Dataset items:
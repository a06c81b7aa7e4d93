//! Trainman Exec: concrete collaborators for the release engine
//!
//! - [`ProcessBuilder`]: build, deploy and docs commands with a bounded wait
//! - [`SystemGit`]: clone, commit, tag, revert and push through `git`
//! - [`PropertiesDescriptor`]: properties-file descriptors and BOMs
//! - [`TeraTemplates`]: email, blog, tweet, release notes and wiki
//! - [`HttpCatalog`]: project catalog updates over HTTP
//! - [`ScriptedActions`]: documentation and train-wide command lists

pub mod builder;
pub mod catalog;
pub mod command;
pub mod descriptor;
pub mod git;
pub mod github;
mod properties;
pub mod scripted;
pub mod templates;

use std::sync::Arc;

use trainman_core::{Collaborators, ReleaserConfig, Result};

pub use builder::ProcessBuilder;
pub use catalog::HttpCatalog;
pub use command::{CommandOutput, CommandRunner};
pub use descriptor::PropertiesDescriptor;
pub use git::SystemGit;
pub use scripted::ScriptedActions;
pub use templates::TeraTemplates;

/// Wire every collaborator from `config`.
pub fn collaborators(config: &ReleaserConfig) -> Result<Collaborators> {
    let scripted = Arc::new(ScriptedActions::new(config));
    Ok(Collaborators {
        descriptor: Arc::new(PropertiesDescriptor::new(&config.descriptor, &config.bom)?),
        vcs: Arc::new(SystemGit::new(&config.git, &config.meta_release)?),
        builder: Arc::new(ProcessBuilder::new(config.build.clone())),
        templates: Arc::new(TeraTemplates::new(config)?),
        catalog: Arc::new(HttpCatalog::new(&config.catalog)?),
        docs: scripted.clone(),
        post_release: scripted,
    })
}
//! Single-project release pipeline.
//!
//! [`TaskScheduler`] runs the registered tasks for one project in
//! descending weight order and folds their outcomes into a [`RunReport`]:
//!
//! - `Ok(Success | Skipped)`: continue.
//! - `Ok(Failure)` or an error from a non-release task: mark the run
//!   unstable and continue.
//! - An error from a release-phase task: stop, roll back once, abort.

use std::time::Instant;

use chrono::{DateTime, Utc};
use serde::Serialize;
use tokio::sync::watch;
use tracing::warn;

use crate::error::ReleaseError;
use crate::obs::{self, ProjectSpan};
use crate::rollback::{RollbackHandler, RollbackReport};
use crate::task::{Arguments, ExecutionResult, Task, TaskPhase, TaskRegistry};

pub const CANCELLED: &str = "cancelled";

#[derive(Debug, Clone, Copy, PartialEq, Eq, Serialize)]
#[serde(rename_all = "snake_case")]
pub enum RunStatus {
    Success,
    /// At least one soft fault; every task still ran.
    Unstable,
    /// Stopped early by a hard fault or a cancellation.
    Aborted,
}

impl std::fmt::Display for RunStatus {
    fn fmt(&self, f: &mut std::fmt::Formatter<'_>) -> std::fmt::Result {
        match self {
            RunStatus::Success => write!(f, "success"),
            RunStatus::Unstable => write!(f, "unstable"),
            RunStatus::Aborted => write!(f, "aborted"),
        }
    }
}

#[derive(Debug, Clone, Serialize)]
pub struct TaskRecord {
    pub name: String,
    pub short_name: String,
    pub phase: TaskPhase,
    pub result: ExecutionResult,
    pub duration_ms: u64,
    /// [`ReleaseError::category`] when the task returned an error.
    #[serde(skip_serializing_if = "Option::is_none")]
    pub error_category: Option<&'static str>,
}

/// Outcome of one project pipeline.
#[derive(Debug, Clone, Serialize)]
pub struct RunReport {
    pub project: String,
    pub version: String,
    pub status: RunStatus,
    /// Every task that was reached, in execution order.
    pub tasks: Vec<TaskRecord>,
    /// What aborted the run.
    #[serde(skip_serializing_if = "Option::is_none")]
    pub cause: Option<String>,
    #[serde(skip_serializing_if = "Option::is_none")]
    pub rollback: Option<RollbackReport>,
    pub started_at: DateTime<Utc>,
    pub finished_at: DateTime<Utc>,
}

impl RunReport {
    fn start(args: &Arguments) -> Self {
        let now = Utc::now();
        Self {
            project: args.target.project_name().to_string(),
            version: args.target.version().to_string(),
            status: RunStatus::Success,
            tasks: Vec::new(),
            cause: None,
            rollback: None,
            started_at: now,
            finished_at: now,
        }
    }

    fn record(&mut self, task: &dyn Task, result: ExecutionResult, duration_ms: u64) {
        self.tasks.push(TaskRecord {
            name: task.name().to_string(),
            short_name: task.short_name().to_string(),
            phase: task.phase(),
            result,
            duration_ms,
            error_category: None,
        });
    }

    fn record_error(&mut self, task: &dyn Task, err: &ReleaseError, duration_ms: u64) {
        self.record(task, ExecutionResult::failure(err.to_string()), duration_ms);
        if let Some(record) = self.tasks.last_mut() {
            record.error_category = Some(err.category());
        }
    }

    fn mark_unstable(&mut self) {
        if self.status == RunStatus::Success {
            self.status = RunStatus::Unstable;
        }
    }

    fn abort(&mut self, cause: String) {
        self.status = RunStatus::Aborted;
        self.cause = Some(cause);
    }

    pub fn is_success(&self) -> bool {
        self.status == RunStatus::Success
    }

    pub fn was_cancelled(&self) -> bool {
        self.status == RunStatus::Aborted && self.cause.as_deref() == Some(CANCELLED)
    }

    pub fn task(&self, name: &str) -> Option<&TaskRecord> {
        self.tasks.iter().find(|t| t.name == name)
    }

    /// Names of the tasks that actually ran (not skipped).
    pub fn executed(&self) -> Vec<&str> {
        self.tasks
            .iter()
            .filter(|t| !t.result.is_skipped())
            .map(|t| t.name.as_str())
            .collect()
    }

    pub fn failed(&self) -> Vec<&str> {
        self.tasks
            .iter()
            .filter(|t| t.result.is_failure())
            .map(|t| t.name.as_str())
            .collect()
    }
}

pub struct TaskScheduler {
    registry: TaskRegistry,
    rollback: RollbackHandler,
    cancel: Option<watch::Receiver<bool>>,
}

impl TaskScheduler {
    pub fn new(registry: TaskRegistry, rollback: RollbackHandler) -> Self {
        Self {
            registry,
            rollback,
            cancel: None,
        }
    }

    /// Stop before the next task once `cancel` reads `true`.
    pub fn with_cancellation(mut self, cancel: watch::Receiver<bool>) -> Self {
        self.cancel = Some(cancel);
        self
    }

    pub fn registry(&self) -> &TaskRegistry {
        &self.registry
    }

    pub(crate) fn is_cancelled(&self) -> bool {
        self.cancel.as_ref().is_some_and(|rx| *rx.borrow())
    }

    /// Run every registered task for `args.target`.
    pub async fn run(&self, args: &Arguments) -> RunReport {
        let span = ProjectSpan::new(args.target.project_name(), args.target.version());
        span.instrument(self.run_pipeline(args)).await
    }

    async fn run_pipeline(&self, args: &Arguments) -> RunReport {
        let clock = Instant::now();
        let mut report = RunReport::start(args);

        for task in self.registry.ordered() {
            if self.is_cancelled() {
                warn!(task = task.name(), "Release cancelled before task");
                report.abort(CANCELLED.to_string());
                break;
            }

            if let Some(reason) = task.skip_reason(args) {
                obs::emit_task_skipped(task.name(), &reason);
                report.record(task.as_ref(), ExecutionResult::skipped(reason), 0);
                continue;
            }

            obs::emit_task_started(task.name(), task.header());
            let started = Instant::now();
            let outcome = task.run(args).await;
            let duration_ms = started.elapsed().as_millis() as u64;

            match outcome {
                Ok(result) => {
                    if result.is_failure() {
                        let cause = result.cause.as_deref().unwrap_or_default();
                        obs::emit_task_unstable(task.name(), cause);
                        report.mark_unstable();
                    }
                    obs::emit_task_finished(task.name(), &result.status.to_string(), duration_ms);
                    report.record(task.as_ref(), result, duration_ms);
                }
                Err(e) if task.phase().is_hard() => {
                    obs::emit_task_error(task.name(), &e, true);
                    obs::emit_task_finished(task.name(), "failure", duration_ms);
                    report.record_error(task.as_ref(), &e, duration_ms);
                    report.abort(format!("{}: {e}", task.name()));
                    report.rollback = Some(self.rollback.rollback(args).await);
                    break;
                }
                Err(e) => {
                    obs::emit_task_error(task.name(), &e, false);
                    obs::emit_task_finished(task.name(), "failure", duration_ms);
                    report.record_error(task.as_ref(), &e, duration_ms);
                    report.mark_unstable();
                }
            }
        }

        report.finished_at = Utc::now();
        obs::emit_project_finished(
            &report.project,
            &report.status.to_string(),
            clock.elapsed().as_millis() as u64,
        );
        report
    }
}

#[cfg(test)]
mod tests {
    use std::sync::Arc;

    use super::*;
    use crate::fakes::{FakeBuilder, FakeCollaborators, FakeDescriptor, FakeDocs};
    use crate::projects::Projects;
    use crate::rollback::RollbackState;
    use crate::task::{RuntimeOptions, TaskStatus};
    use crate::version::ProjectVersion;

    const PROJECT: &str = "spring-cloud-sleuth";

    fn args(version: &str) -> Arguments {
        let target = ProjectVersion::new(PROJECT, version).unwrap();
        Arguments::new(
            format!("/checkouts/{PROJECT}"),
            Arc::new(Projects::from_versions([target.clone()])),
            target,
            RuntimeOptions::default(),
        )
    }

    fn scheduler(fakes: &FakeCollaborators) -> TaskScheduler {
        let c = fakes.collaborators();
        TaskScheduler::new(
            TaskRegistry::builtin(&c),
            RollbackHandler::new(c.descriptor.clone(), c.vcs.clone()),
        )
    }

    #[tokio::test]
    async fn test_all_tasks_succeed() {
        let fakes = FakeCollaborators::new()
            .with_descriptor(FakeDescriptor::new().with_version(PROJECT, "3.1.0.RELEASE"));

        let report = scheduler(&fakes).run(&args("3.1.0.RELEASE")).await;

        assert_eq!(report.status, RunStatus::Success, "{report:?}");
        assert_eq!(report.tasks.len(), 17);
        assert!(report.rollback.is_none());
        // Milestones are closed only with a token configured.
        assert_eq!(report.task("closeMilestone").unwrap().result.status, TaskStatus::Skipped);
    }

    #[tokio::test]
    async fn test_soft_fault_keeps_later_tasks_running() {
        let fakes = FakeCollaborators::new()
            .with_descriptor(FakeDescriptor::new().with_version(PROJECT, "3.1.0.RELEASE"))
            .with_builder(FakeBuilder::new().failing("publish_docs"));

        let report = scheduler(&fakes).run(&args("3.1.0.RELEASE")).await;

        assert_eq!(report.status, RunStatus::Unstable);
        assert_eq!(report.failed(), vec!["publishDocs"]);
        assert!(report.executed().contains(&"updateAllSamples"));
        assert!(report.rollback.is_none());
        assert_eq!(fakes.calls().count("revert_changes"), 0);
    }

    #[tokio::test]
    async fn test_hard_fault_stops_and_rolls_back_once() {
        let fakes = FakeCollaborators::new()
            .with_descriptor(FakeDescriptor::new().with_version(PROJECT, "3.1.0-SNAPSHOT"))
            .with_builder(FakeBuilder::new().failing("build"));

        let report = scheduler(&fakes).run(&args("3.1.0.RELEASE")).await;

        assert_eq!(report.status, RunStatus::Aborted);
        assert_eq!(report.executed(), vec!["updatePoms", "build"]);
        assert!(report.cause.as_deref().unwrap().starts_with("build:"));
        assert_eq!(report.task("build").unwrap().error_category, Some("build"));
        assert_eq!(report.task("updatePoms").unwrap().error_category, None);
        assert_eq!(report.rollback.unwrap().state, RollbackState::RolledBack);
        assert_eq!(fakes.calls().count("revert_changes"), 1);
        assert_eq!(fakes.calls().count("commit_and_tag"), 0);
    }

    #[tokio::test]
    async fn test_soft_faults_do_not_escalate_to_abort() {
        let fakes = FakeCollaborators::new()
            .with_docs(FakeDocs::new().failing("update_project_page"))
            .with_builder(FakeBuilder::new().failing("publish_docs"));

        let report = scheduler(&fakes).run(&args("3.1.0.RELEASE")).await;

        // updateSagan also fails: the fake descriptor has no version on disk.
        assert_eq!(report.status, RunStatus::Unstable);
        assert_eq!(
            report.failed(),
            vec!["publishDocs", "updateSagan", "updateProjectPage"]
        );
        assert_eq!(
            report.task("updateProjectPage").unwrap().error_category,
            Some("documentation")
        );

        let json = serde_json::to_value(&report).unwrap();
        let page = json["tasks"]
            .as_array()
            .unwrap()
            .iter()
            .find(|t| t["name"] == "updateProjectPage")
            .unwrap();
        assert_eq!(page["error_category"], "documentation");
    }

    #[tokio::test]
    async fn test_cancelled_before_first_task() {
        let fakes = FakeCollaborators::new();
        let (tx, rx) = watch::channel(false);
        let scheduler = scheduler(&fakes).with_cancellation(rx);
        tx.send(true).unwrap();

        let report = scheduler.run(&args("3.1.0.RELEASE")).await;

        assert!(report.was_cancelled());
        assert!(report.tasks.is_empty());
        assert!(report.rollback.is_none());
        assert!(fakes.calls().entries().is_empty());
    }

    #[tokio::test]
    async fn test_report_serializes() {
        let fakes = FakeCollaborators::new();
        let report = scheduler(&fakes).run(&args("3.1.0-SNAPSHOT")).await;

        let json = serde_json::to_value(&report).unwrap();
        assert_eq!(json["status"], "success");
        assert_eq!(json["tasks"][0]["name"], "updatePoms");
        assert_eq!(json["tasks"][0]["phase"], "release");
    }
}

-- Problem to work on --
Search the entries for the string "struct" and copy each line where it occurs.

-- Exercise solution --
pub struct TaskRecord {
pub struct RunReport {
pub struct TaskScheduler {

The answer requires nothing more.